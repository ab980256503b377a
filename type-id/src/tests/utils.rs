use ckb_type_id_test_utils::{
    build_cell_meta, dummy_input, expected_type_id_args, resolved_transaction, type_id_script,
};
use ckb_types::{
    bytes::Bytes,
    core::{capacity_bytes, cell::ResolvedTransaction, Capacity, TransactionBuilder},
    packed::{Byte32, CellInput, CellOutput, CellOutputBuilder, Script},
    prelude::*,
};

use crate::error::LoadError;
use crate::loader::{Source, SourceEntry, TypeIdDataLoader};

/// Creation scenario: one plain input, one type id output at position
/// `type_id_index` among `output_count` outputs claiming `args`. Outputs
/// before the type id cell carry unrelated type scripts so the locate scan
/// walks over them; outputs after it carry nothing.
pub(crate) fn build_creation_tx(
    input: CellInput,
    args: Bytes,
    output_count: usize,
    type_id_index: usize,
) -> (ResolvedTransaction, Script) {
    let script = type_id_script(args);
    let outputs = (0..output_count).map(|index| {
        let builder = CellOutputBuilder::default().capacity(capacity_bytes!(100).pack());
        if index == type_id_index {
            builder.type_(Some(script.clone()).pack()).build()
        } else if index < type_id_index {
            let filler = type_id_script(Bytes::from(vec![0xee; 32]));
            builder.type_(Some(filler).pack()).build()
        } else {
            builder.build()
        }
    });
    let transaction = TransactionBuilder::default()
        .input(input)
        .outputs(outputs)
        .build();
    let rtx = resolved_transaction(transaction, vec![build_cell_meta(1000, None)]);
    (rtx, script)
}

/// Continuation scenario: the input consumes a cell governed by the type
/// id script and one output keeps it alive.
pub(crate) fn build_continuation_tx(args: Bytes) -> (ResolvedTransaction, Script) {
    let script = type_id_script(args);
    let output = CellOutputBuilder::default()
        .capacity(capacity_bytes!(90).pack())
        .type_(Some(script.clone()).pack())
        .build();
    let transaction = TransactionBuilder::default()
        .input(dummy_input(0x34))
        .output(output)
        .build();
    let rtx = resolved_transaction(
        transaction,
        vec![build_cell_meta(100, Some(script.clone()))],
    );
    (rtx, script)
}

/// Data loader with hand-placed answers, for branches the resolved
/// transaction view cannot produce on demand.
#[derive(Clone)]
pub(crate) struct MockLoader {
    pub(crate) script_data: Result<Bytes, LoadError>,
    pub(crate) script_hash: Byte32,
    pub(crate) group_input_count: usize,
    pub(crate) group_output_count: usize,
    /// Replaces the answer of every group probe when set.
    pub(crate) group_failure: Option<LoadError>,
    /// Raw serialized input bytes, exactly as the host hands them over.
    pub(crate) inputs: Vec<Bytes>,
    /// One entry per transaction output; `None` marks a cell without a
    /// type script.
    pub(crate) output_type_hashes: Vec<Option<Byte32>>,
}

impl Default for MockLoader {
    fn default() -> Self {
        MockLoader {
            script_data: Ok(Bytes::new()),
            script_hash: Byte32::default(),
            group_input_count: 0,
            group_output_count: 0,
            group_failure: None,
            inputs: vec![],
            output_type_hashes: vec![],
        }
    }
}

impl MockLoader {
    /// A consistent creation scenario: no group cells on the input side,
    /// one on the output side, the claimed id valid for `inputs[0]` and
    /// output 0.
    pub(crate) fn valid_creation() -> Self {
        let input = dummy_input(0x56);
        let args = expected_type_id_args(&input, 0);
        let script = type_id_script(args);
        let script_hash = script.calc_script_hash();
        MockLoader {
            script_data: Ok(script.as_bytes()),
            script_hash: script_hash.clone(),
            group_input_count: 0,
            group_output_count: 1,
            group_failure: None,
            inputs: vec![input.as_bytes()],
            output_type_hashes: vec![Some(script_hash)],
        }
    }
}

impl TypeIdDataLoader for MockLoader {
    fn load_script(&self) -> Result<Bytes, LoadError> {
        self.script_data.clone()
    }

    fn load_script_hash(&self) -> Result<Byte32, LoadError> {
        Ok(self.script_hash.clone())
    }

    fn load_cell(&self, index: usize, source: Source) -> Result<CellOutput, LoadError> {
        let count = match source {
            Source::Group(entry) => {
                if let Some(err) = &self.group_failure {
                    return Err(err.clone());
                }
                match entry {
                    SourceEntry::Input => self.group_input_count,
                    SourceEntry::Output => self.group_output_count,
                }
            }
            Source::Transaction(SourceEntry::Input) => self.inputs.len(),
            Source::Transaction(SourceEntry::Output) => self.output_type_hashes.len(),
        };
        if index < count {
            Ok(CellOutput::default())
        } else {
            Err(LoadError::IndexOutOfBound)
        }
    }

    fn load_cell_type_hash(&self, index: usize, source: Source) -> Result<Byte32, LoadError> {
        match source {
            Source::Transaction(SourceEntry::Output) => self
                .output_type_hashes
                .get(index)
                .ok_or(LoadError::IndexOutOfBound)?
                .clone()
                .ok_or(LoadError::ItemMissing),
            _ => Err(LoadError::Other(format!(
                "mock has no type hashes for {:?}",
                source
            ))),
        }
    }

    fn load_input(&self, index: usize, source: Source) -> Result<Bytes, LoadError> {
        match source {
            Source::Transaction(SourceEntry::Input) => self
                .inputs
                .get(index)
                .cloned()
                .ok_or(LoadError::IndexOutOfBound),
            _ => Err(LoadError::IndexOutOfBound),
        }
    }
}
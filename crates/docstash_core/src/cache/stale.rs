//! The stale set: documents waiting to be written.

use crate::document::{Document, DocumentKey};
use parking_lot::Mutex;
use std::collections::{HashMap, HashSet, VecDeque};
use std::sync::Arc;

/// Dead keys tolerated in the queue order before it is compacted.
const COMPACT_SLACK: usize = 64;

#[derive(Default)]
struct Inner {
    /// Queue order. May hold keys whose entry was already removed; those are
    /// skipped when popped. Kept below `2 * entries.len() + COMPACT_SLACK`.
    order: VecDeque<DocumentKey>,
    entries: HashMap<DocumentKey, Arc<Document>>,
}

impl Inner {
    fn compact(&mut self) {
        if self.order.len() <= self.entries.len() * 2 + COMPACT_SLACK {
            return;
        }

        let entries = &self.entries;
        let mut seen = HashSet::with_capacity(entries.len());
        self.order
            .retain(|key| entries.contains_key(key) && seen.insert(key.clone()));
    }
}

/// Concurrent set of documents awaiting persistence.
///
/// Holds at most one document per `(collection, id)`: marking a newer
/// version stale replaces the queued one in place. Documents are taken in
/// roughly the order they first became stale.
#[derive(Default)]
pub struct StaleSet {
    inner: Mutex<Inner>,
}

impl StaleSet {
    /// Creates an empty stale set.
    pub fn new() -> Self {
        Self::default()
    }

    /// Queues a document, replacing any queued version with the same key.
    pub fn push(&self, document: Arc<Document>) {
        let key = document.key();
        let mut inner = self.inner.lock();
        if inner.entries.insert(key.clone(), document).is_none() {
            inner.order.push_back(key);
        }
    }

    /// Queues a document whose write failed.
    ///
    /// Does nothing if the document was deleted or replaced, or if another
    /// version is already queued. Returns whether it was queued.
    pub fn requeue(&self, document: Arc<Document>) -> bool {
        if document.is_retired() {
            return false;
        }

        let key = document.key();
        let mut inner = self.inner.lock();
        if inner.entries.contains_key(&key) {
            return false;
        }
        inner.entries.insert(key.clone(), document);
        inner.order.push_back(key);
        true
    }

    /// Takes the next document.
    pub fn pop(&self) -> Option<Arc<Document>> {
        let mut inner = self.inner.lock();
        while let Some(key) = inner.order.pop_front() {
            if let Some(document) = inner.entries.remove(&key) {
                return Some(document);
            }
        }
        None
    }

    /// Removes the queued version of a document.
    pub fn remove(&self, key: &DocumentKey) -> Option<Arc<Document>> {
        let mut inner = self.inner.lock();
        let removed = inner.entries.remove(key);
        inner.compact();
        removed
    }

    /// Returns whether a version of the document is queued.
    pub fn contains(&self, key: &DocumentKey) -> bool {
        self.inner.lock().entries.contains_key(key)
    }

    /// Returns the number of queued documents.
    pub fn len(&self) -> usize {
        self.inner.lock().entries.len()
    }

    /// Returns true if nothing is queued.
    pub fn is_empty(&self) -> bool {
        self.len() == 0
    }

    /// Drops everything queued.
    pub fn clear(&self) {
        let mut inner = self.inner.lock();
        inner.order.clear();
        inner.entries.clear();
    }
}
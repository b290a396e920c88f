//! Generated workloads checked against a reference model.

use docstash_testkit::prelude::*;
use proptest::prelude::*;

proptest! {
    #![proptest_config(ProptestConfig::with_cases(48))]

    #[test]
    fn cache_matches_model(ops in op_sequence_strategy(40)) {
        let disk = TestDisk::new();
        let db = disk.open(player_catalog());
        let mut model = Model::new();

        for op in &ops {
            apply_op(&db, op).unwrap();
            model.apply(op);
        }

        prop_assert_eq!(&observe(&db).unwrap(), model.players());
    }

    #[test]
    fn disk_matches_model_after_restart(ops in op_sequence_strategy(40)) {
        let disk = TestDisk::new();
        let db = disk.open(player_catalog());
        let mut model = Model::new();

        for op in &ops {
            apply_op(&db, op).unwrap();
            model.apply(op);
        }
        db.shutdown().unwrap();

        for slot in 0..SLOTS {
            let id = slot_id(slot);
            let stored = disk.read_json("players", &id);
            match model.players().get(&id) {
                Some(level) => {
                    let stored = stored.unwrap();
                    prop_assert_eq!(stored["level"].as_u64(), Some(u64::from(*level)));
                }
                None => prop_assert!(stored.is_none(), "{} should be deleted", id),
            }
        }

        let db = disk.open(player_catalog());
        prop_assert_eq!(&observe(&db).unwrap(), model.players());
    }
}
+++
## ASSIGNED TASK
The reply should consist solely of the lines of the data, exact, from the opening line through the line with "keeps it alive.", inclusive.

## EXERCISE RESPONSE
repository ab980256503b377a
filename type-id/src/tests/utils.rs
use ckb_type_id_test_utils::{
    build_cell_meta, dummy_input, expected_type_id_args, resolved_transaction, type_id_script,
};
use ckb_types::{
    bytes::Bytes,
    core::{capacity_bytes, cell::ResolvedTransaction, Capacity, TransactionBuilder},
    packed::{Byte32, CellInput, CellOutput, CellOutputBuilder, Script},
    prelude::*,
};

use crate::error::LoadError;
use crate::loader::{Source, SourceEntry, TypeIdDataLoader};

/// Creation scenario: one plain input, one type id output at position
/// `type_id_index` among `output_count` outputs claiming `args`. Outputs
/// before the type id cell carry unrelated type scripts so the locate scan
/// walks over them; outputs after it carry nothing.
pub(crate) fn build_creation_tx(
    input: CellInput,
    args: Bytes,
    output_count: usize,
    type_id_index: usize,
) -> (ResolvedTransaction, Script) {
    let script = type_id_script(args);
    let outputs = (0..output_count).map(|index| {
        let builder = CellOutputBuilder::default().capacity(capacity_bytes!(100).pack());
        if index == type_id_index {
            builder.type_(Some(script.clone()).pack()).build()
        } else if index < type_id_index {
            let filler = type_id_script(Bytes::from(vec![0xee; 32]));
            builder.type_(Some(filler).pack()).build()
        } else {
            builder.build()
        }
    });
    let transaction = TransactionBuilder::default()
        .input(input)
        .outputs(outputs)
        .build();
    let rtx = resolved_transaction(transaction, vec![build_cell_meta(1000, None)]);
    (rtx, script)
}

/// Continuation scenario: the input consumes a cell governed by the type
/// id script and one output keeps it alive.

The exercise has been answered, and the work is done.